Quand monsieur Rayski écrit que Régis Jauffret est « de la merde dans un bas de soie », avec cette éternelle citation de Talleyrand qui peut s’appliquer à peu près à n’importe qui n’importe quand et donc, comme toutes les insultes, ne signifie plus rien, c’est son droit le plus strict également, même si on doute que Monsieur Rayski ait lu un des plus grands textes romanesque paru ces dernières années et qui s’appelle Microfictions (Gallimard 2007).

Pour tout dire, cet appel masqué à la censure sur notre site me choque profondément. Nous nous  faisons ici l’honneur de défendre les indéfendables en matière de littérature et si possible indépendamment de tout opportunisme idéologique. On a parlé ici de Renaud Camus, de Richard Millet, de  Michel Houellebecq le plus sereinement possible et en les envisageant d’abord pour ce qu’ils sont: des écrivains. J’ai beaucoup aimé Renaud Camus, bien avant qu’il ne prenne la tête d’un « combat douteux », comme il est dit dans la Bible, contre Le Grand remplacement. Certaines de ses lignes me choquent profondément, autant que de lire pour le pudique monsieur Rayski, « Marine Le Pen est bonne à sauter ». Pas un instant, pourtant, il ne me viendrait à l’idée de ne pas en parler ou pire, d’inciter à ne pas en parler et de ne pas dire la profonde admiration que j’ai pour des livres comme Roman Roi ou son Journal (au moins jusqu’en 2011).

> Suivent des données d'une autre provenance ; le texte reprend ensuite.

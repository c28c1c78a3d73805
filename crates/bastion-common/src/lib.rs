//! bastion-common: Shared types, errors, and access rules used across all Bastion crates.

pub mod access;
pub mod entities;
pub mod error;
pub mod scoring_config;

// Re-export commonly used types
pub use access::{Capability, Principal, Role};
pub use error::{BastionError, Result};
pub use scoring_config::{ScoringParams, TierThresholds, ValidationPolicy};
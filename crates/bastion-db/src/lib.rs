//! Bastion record store layer
//!
//! The settlement-defense tables (settlements, soldiers, certifications,
//! security components, inspections, incidents, training events) live in a
//! hosted backend. This crate defines the read contract the scoring engine
//! consumes and an in-memory implementation seeded from a JSON snapshot.
//!
//! # Example
//!
//! ```rust,no_run
//! use bastion_db::{MemoryRecordStore, RecordQuery, RecordStore};
//!
//! #[tokio::main]
//! async fn main() -> Result<(), Box<dyn std::error::Error>> {
//!     let store = MemoryRecordStore::from_json_file("./data/records.json").await?;
//!     for settlement in store.settlements().await? {
//!         let soldiers = store.soldiers(&RecordQuery::for_settlement(settlement.id)).await?;
//!         println!("{}: {} soldiers", settlement.name, soldiers.len());
//!     }
//!     Ok(())
//! }
//! ```

pub mod error;
pub mod memory;
pub mod query;
pub mod store;

pub use error::{DbError, Result};
pub use memory::{MemoryRecordStore, RecordSnapshot};
pub use query::{Page, RecordQuery, SortOrder};
pub use store::RecordStore;
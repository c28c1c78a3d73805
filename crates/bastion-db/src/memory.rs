//! In-memory record store seeded from a JSON snapshot.

use async_trait::async_trait;
use bastion_common::entities::{
    Certification, Incident, Inspection, SecurityComponent, Settlement, Soldier, TrainingEvent,
};
use serde::{Deserialize, Serialize};
use std::path::Path;
use tokio::sync::RwLock;
use uuid::Uuid;

use crate::error::{DbError, Result};
use crate::query::RecordQuery;
use crate::store::RecordStore;

/// Every table the scoring engine reads, as one serializable document.
#[derive(Debug, Clone, Default, Serialize, Deserialize)]
pub struct RecordSnapshot {
    #[serde(default)]
    pub settlements: Vec<Settlement>,
    #[serde(default)]
    pub soldiers: Vec<Soldier>,
    #[serde(default)]
    pub certifications: Vec<Certification>,
    #[serde(default)]
    pub components: Vec<SecurityComponent>,
    #[serde(default)]
    pub inspections: Vec<Inspection>,
    #[serde(default)]
    pub incidents: Vec<Incident>,
    #[serde(default)]
    pub training_events: Vec<TrainingEvent>,
}

/// Record store holding a snapshot behind an async lock.
#[derive(Debug, Default)]
pub struct MemoryRecordStore {
    snapshot: RwLock<RecordSnapshot>,
}

impl MemoryRecordStore {
    pub fn new(snapshot: RecordSnapshot) -> Self {
        Self {
            snapshot: RwLock::new(snapshot),
        }
    }

    /// Load a snapshot exported from the backend.
    pub async fn from_json_file(path: impl AsRef<Path>) -> Result<Self> {
        let path = path.as_ref();
        let content = tokio::fs::read_to_string(path).await?;
        let snapshot: RecordSnapshot = serde_json::from_str(&content)?;
        tracing::info!(
            path = %path.display(),
            settlements = snapshot.settlements.len(),
            soldiers = snapshot.soldiers.len(),
            "Loaded record snapshot"
        );
        Ok(Self::new(snapshot))
    }

    /// Apply a mutation to the held snapshot.
    pub async fn update<F>(&self, f: F)
    where
        F: FnOnce(&mut RecordSnapshot),
    {
        let mut guard = self.snapshot.write().await;
        f(&mut guard);
    }
}

#[async_trait]
impl RecordStore for MemoryRecordStore {
    async fn settlements(&self) -> Result<Vec<Settlement>> {
        let mut out = self.snapshot.read().await.settlements.clone();
        out.sort_by(|a, b| a.name.cmp(&b.name));
        Ok(out)
    }

    async fn settlement(&self, id: Uuid) -> Result<Settlement> {
        self.snapshot
            .read()
            .await
            .settlements
            .iter()
            .find(|s| s.id == id)
            .cloned()
            .ok_or_else(|| DbError::NotFound(format!("settlement {id}")))
    }

    async fn soldiers(&self, query: &RecordQuery) -> Result<Vec<Soldier>> {
        query.apply(&self.snapshot.read().await.soldiers)
    }

    async fn certifications(&self, query: &RecordQuery) -> Result<Vec<Certification>> {
        query.apply(&self.snapshot.read().await.certifications)
    }

    async fn components(&self, query: &RecordQuery) -> Result<Vec<SecurityComponent>> {
        query.apply(&self.snapshot.read().await.components)
    }

    async fn inspections(&self, query: &RecordQuery) -> Result<Vec<Inspection>> {
        query.apply(&self.snapshot.read().await.inspections)
    }

    async fn incidents(&self, query: &RecordQuery) -> Result<Vec<Incident>> {
        query.apply(&self.snapshot.read().await.incidents)
    }

    async fn training_events(&self, query: &RecordQuery) -> Result<Vec<TrainingEvent>> {
        query.apply(&self.snapshot.read().await.training_events)
    }
}
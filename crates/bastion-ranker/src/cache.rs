//! Memoized score cards.
//!
//! `compose` is pure, so a card is fully determined by the weights version and
//! the metric values. Keys carry the settlement id as well so entries for a
//! settlement can be told apart in traces.

use moka::sync::Cache;
use uuid::Uuid;

use crate::metrics::SettlementMetrics;
use crate::scorer::{compose, ScoreCard};
use crate::weights::WeightSet;

#[derive(Debug, Clone, PartialEq, Eq, Hash)]
pub struct ScoreKey {
    pub settlement_id: Uuid,
    pub weights_version: u64,
    pub snapshot: [u64; 7],
}

impl ScoreKey {
    pub fn new(settlement_id: Uuid, weights_version: u64, metrics: &SettlementMetrics) -> Self {
        Self {
            settlement_id,
            weights_version,
            snapshot: metrics.snapshot_bits(),
        }
    }
}

/// Bounded, thread-safe score card cache.
#[derive(Clone)]
pub struct ScoreCache {
    inner: Cache<ScoreKey, ScoreCard>,
}

impl ScoreCache {
    pub fn new(capacity: u64) -> Self {
        Self {
            inner: Cache::new(capacity),
        }
    }

    /// Return the cached card for this key or compose and remember it.
    pub fn get_or_compose(
        &self,
        settlement_id: Uuid,
        weights_version: u64,
        weights: &WeightSet,
        metrics: &SettlementMetrics,
    ) -> ScoreCard {
        let key = ScoreKey::new(settlement_id, weights_version, metrics);
        self.inner.get_with(key, || compose(weights, metrics))
    }

    pub fn contains(&self, settlement_id: Uuid, weights_version: u64, metrics: &SettlementMetrics) -> bool {
        self.inner
            .contains_key(&ScoreKey::new(settlement_id, weights_version, metrics))
    }
}
//! Record store doubles that fail or stall on chosen settlements.

use std::collections::HashSet;
use std::sync::Arc;
use std::time::Duration;

use async_trait::async_trait;
use bastion_common::entities::{
    Certification, Incident, Inspection, SecurityComponent, Settlement, Soldier, TrainingEvent,
};
use bastion_db::{DbError, RecordQuery, RecordStore, Result};
use uuid::Uuid;

#[derive(Debug, Clone, Copy, PartialEq, Eq, Hash)]
pub enum Table {
    Soldiers,
    Certifications,
    Components,
    Inspections,
    Incidents,
    TrainingEvents,
}

/// Delegates to an inner store but fails reads of chosen tables for chosen settlements.
pub struct FailingRecordStore {
    inner: Arc<dyn RecordStore>,
    failures: HashSet<(Uuid, Table)>,
}

impl FailingRecordStore {
    pub fn new(inner: Arc<dyn RecordStore>) -> Self {
        Self {
            inner,
            failures: HashSet::new(),
        }
    }

    pub fn fail(mut self, settlement_id: Uuid, table: Table) -> Self {
        self.failures.insert((settlement_id, table));
        self
    }

    fn check(&self, query: &RecordQuery, table: Table) -> Result<()> {
        match query.settlement_id {
            Some(id) if self.failures.contains(&(id, table)) => {
                Err(DbError::Backend(format!("{table:?} unavailable for {id}")))
            }
            _ => Ok(()),
        }
    }
}

#[async_trait]
impl RecordStore for FailingRecordStore {
    async fn settlements(&self) -> Result<Vec<Settlement>> {
        self.inner.settlements().await
    }

    async fn settlement(&self, id: Uuid) -> Result<Settlement> {
        self.inner.settlement(id).await
    }

    async fn soldiers(&self, query: &RecordQuery) -> Result<Vec<Soldier>> {
        self.check(query, Table::Soldiers)?;
        self.inner.soldiers(query).await
    }

    async fn certifications(&self, query: &RecordQuery) -> Result<Vec<Certification>> {
        self.check(query, Table::Certifications)?;
        self.inner.certifications(query).await
    }

    async fn components(&self, query: &RecordQuery) -> Result<Vec<SecurityComponent>> {
        self.check(query, Table::Components)?;
        self.inner.components(query).await
    }

    async fn inspections(&self, query: &RecordQuery) -> Result<Vec<Inspection>> {
        self.check(query, Table::Inspections)?;
        self.inner.inspections(query).await
    }

    async fn incidents(&self, query: &RecordQuery) -> Result<Vec<Incident>> {
        self.check(query, Table::Incidents)?;
        self.inner.incidents(query).await
    }

    async fn training_events(&self, query: &RecordQuery) -> Result<Vec<TrainingEvent>> {
        self.check(query, Table::TrainingEvents)?;
        self.inner.training_events(query).await
    }
}

/// Delegates to an inner store but sleeps before serving chosen settlements.
pub struct SlowRecordStore {
    inner: Arc<dyn RecordStore>,
    slow: HashSet<Uuid>,
    delay: Duration,
}

impl SlowRecordStore {
    pub fn new(inner: Arc<dyn RecordStore>, delay: Duration) -> Self {
        Self {
            inner,
            slow: HashSet::new(),
            delay,
        }
    }

    pub fn slow_for(mut self, settlement_id: Uuid) -> Self {
        self.slow.insert(settlement_id);
        self
    }

    async fn stall(&self, query: &RecordQuery) {
        if query.settlement_id.is_some_and(|id| self.slow.contains(&id)) {
            tokio::time::sleep(self.delay).await;
        }
    }
}

#[async_trait]
impl RecordStore for SlowRecordStore {
    async fn settlements(&self) -> Result<Vec<Settlement>> {
        self.inner.settlements().await
    }

    async fn settlement(&self, id: Uuid) -> Result<Settlement> {
        self.inner.settlement(id).await
    }

    async fn soldiers(&self, query: &RecordQuery) -> Result<Vec<Soldier>> {
        self.stall(query).await;
        self.inner.soldiers(query).await
    }

    async fn certifications(&self, query: &RecordQuery) -> Result<Vec<Certification>> {
        self.stall(query).await;
        self.inner.certifications(query).await
    }

    async fn components(&self, query: &RecordQuery) -> Result<Vec<SecurityComponent>> {
        self.stall(query).await;
        self.inner.components(query).await
    }

    async fn inspections(&self, query: &RecordQuery) -> Result<Vec<Inspection>> {
        self.stall(query).await;
        self.inner.inspections(query).await
    }

    async fn incidents(&self, query: &RecordQuery) -> Result<Vec<Incident>> {
        self.stall(query).await;
        self.inner.incidents(query).await
    }

    async fn training_events(&self, query: &RecordQuery) -> Result<Vec<TrainingEvent>> {
        self.stall(query).await;
        self.inner.training_events(query).await
    }
}
//! Trait for persisted weight configuration.
//!
//! A single durable record, not per settlement, read and written as a whole.

use std::path::{Path, PathBuf};
use std::sync::atomic::{AtomicBool, Ordering};

use async_trait::async_trait;
use bastion_common::{BastionError, Result};
use chrono::{DateTime, Utc};
use serde::{Deserialize, Serialize};
use tokio::sync::RwLock;

use crate::weights::WeightSet;

/// The persisted form of the weight set.
#[derive(Debug, Clone, PartialEq, Serialize, Deserialize)]
pub struct WeightRecord {
    pub weights: WeightSet,
    /// Bumped on every save; keys the score cache
    pub version: u64,
    pub updated_at: DateTime<Utc>,
    pub updated_by: Option<String>,
}

/// Durable storage for the weight record.
///
/// Implementations can use:
/// - a JSON file on local disk
/// - the hosted backend's settings table (remote)
/// - an in-memory slot (testing)
#[async_trait]
pub trait WeightBackend: Send + Sync {
    /// Current record, or `None` if weights were never saved.
    async fn read(&self) -> Result<Option<WeightRecord>>;

    /// Replace the record in full.
    async fn write(&self, record: &WeightRecord) -> Result<()>;
}

// ── JSON file backend ────────────────────────────────────────────────────────

pub struct JsonFileWeightBackend {
    path: PathBuf,
}

impl JsonFileWeightBackend {
    pub fn new(path: impl Into<PathBuf>) -> Self {
        Self { path: path.into() }
    }

    pub fn path(&self) -> &Path {
        &self.path
    }
}

#[async_trait]
impl WeightBackend for JsonFileWeightBackend {
    async fn read(&self) -> Result<Option<WeightRecord>> {
        match tokio::fs::read_to_string(&self.path).await {
            Ok(content) => Ok(Some(serde_json::from_str(&content)?)),
            Err(e) if e.kind() == std::io::ErrorKind::NotFound => Ok(None),
            Err(e) => Err(e.into()),
        }
    }

    async fn write(&self, record: &WeightRecord) -> Result<()> {
        if let Some(parent) = self.path.parent().filter(|p| !p.as_os_str().is_empty()) {
            tokio::fs::create_dir_all(parent).await?;
        }
        let content = serde_json::to_string_pretty(record)?;

        // Write beside the target then rename so readers never see a partial record.
        let tmp = self.path.with_extension("json.tmp");
        tokio::fs::write(&tmp, content).await?;
        tokio::fs::rename(&tmp, &self.path).await?;
        Ok(())
    }
}

// ── Mock Implementation for Testing ────────────────────────────────────────

/// In-memory backend with switchable failures.
#[derive(Default)]
pub struct MockWeightBackend {
    record: RwLock<Option<WeightRecord>>,
    fail_reads: AtomicBool,
    fail_writes: AtomicBool,
}

impl MockWeightBackend {
    pub fn new() -> Self {
        Self::default()
    }

    pub fn with_record(record: WeightRecord) -> Self {
        Self {
            record: RwLock::new(Some(record)),
            ..Default::default()
        }
    }

    pub fn set_fail_reads(&self, fail: bool) {
        self.fail_reads.store(fail, Ordering::SeqCst);
    }

    pub fn set_fail_writes(&self, fail: bool) {
        self.fail_writes.store(fail, Ordering::SeqCst);
    }

    /// Stored record, bypassing failure injection.
    pub async fn stored(&self) -> Option<WeightRecord> {
        self.record.read().await.clone()
    }
}

#[async_trait]
impl WeightBackend for MockWeightBackend {
    async fn read(&self) -> Result<Option<WeightRecord>> {
        if self.fail_reads.load(Ordering::SeqCst) {
            return Err(BastionError::Persistence("weight backend unreachable".to_string()));
        }
        Ok(self.record.read().await.clone())
    }

    async fn write(&self, record: &WeightRecord) -> Result<()> {
        if self.fail_writes.load(Ordering::SeqCst) {
            return Err(BastionError::Persistence("weight backend rejected write".to_string()));
        }
        *self.record.write().await = Some(record.clone());
        Ok(())
    }
}

// ── Tests ───────────────────────────────────────────────────────────────────

#[cfg(test)]
mod tests {
    use super::*;

    fn record(version: u64) -> WeightRecord {
        WeightRecord {
            weights: WeightSet::default(),
            version,
            updated_at: Utc::now(),
            updated_by: Some("a-01".to_string()),
        }
    }

    #[tokio::test]
    async fn test_json_file_missing_is_none() {
        let dir = tempfile::tempdir().unwrap();
        let backend = JsonFileWeightBackend::new(dir.path().join("weights.json"));
        assert!(backend.read().await.unwrap().is_none());
    }

    #[tokio::test]
    async fn test_json_file_write_then_read() {
        let dir = tempfile::tempdir().unwrap();
        let backend = JsonFileWeightBackend::new(dir.path().join("nested").join("weights.json"));
        let rec = record(3);
        backend.write(&rec).await.unwrap();
        assert_eq!(backend.read().await.unwrap(), Some(rec));
        assert!(!dir.path().join("nested").join("weights.json.tmp").exists());
    }

    #[tokio::test]
    async fn test_json_file_corrupt_is_error() {
        let dir = tempfile::tempdir().unwrap();
        let path = dir.path().join("weights.json");
        std::fs::write(&path, "{ not json").unwrap();
        let backend = JsonFileWeightBackend::new(path);
        assert!(matches!(backend.read().await, Err(BastionError::Serialization(_))));
    }

    #[tokio::test]
    async fn test_mock_failures() {
        let backend = MockWeightBackend::with_record(record(1));
        backend.set_fail_reads(true);
        assert!(backend.read().await.is_err());
        backend.set_fail_writes(true);
        assert!(backend.write(&record(2)).await.is_err());
        assert_eq!(backend.stored().await.map(|r| r.version), Some(1));
    }
}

Faut-il un bureau politique et éditorial, désormais, pour laisser un écrivain publier ce qu’il veut publier ? Monsieur Rayski souhaite-t-il, au nom d’un politiquement correct inversé, qu’on réserve à Régis Jauffret le même sort qu’à Renaud Camus qui n’a plus d’éditeur ? Est-il certain que c’est la seule déclaration de Régis Jauffret qui mérite ses foudres -celle-là remonte à 2011, tout de même. Et puis quelle étrange aporie que de dire qu’il ne faut pas parler d’un écrivain précisément en en parlant ?

Bref, pour terminer,  je me permettrai simplement d’inviter monsieur Rayski à relire le Sartre de Qu’est-ce que la littérature (1948) : « L’art de la prose est solidaire du seul régime où la prose garde un sens : la démocratie. Quand l’une est menacée, l’autre l’est aussi. »

Je ne doute pas, qu’à défaut d’aimer Régis Jauffret, monsieur Rayski soit un démocrate.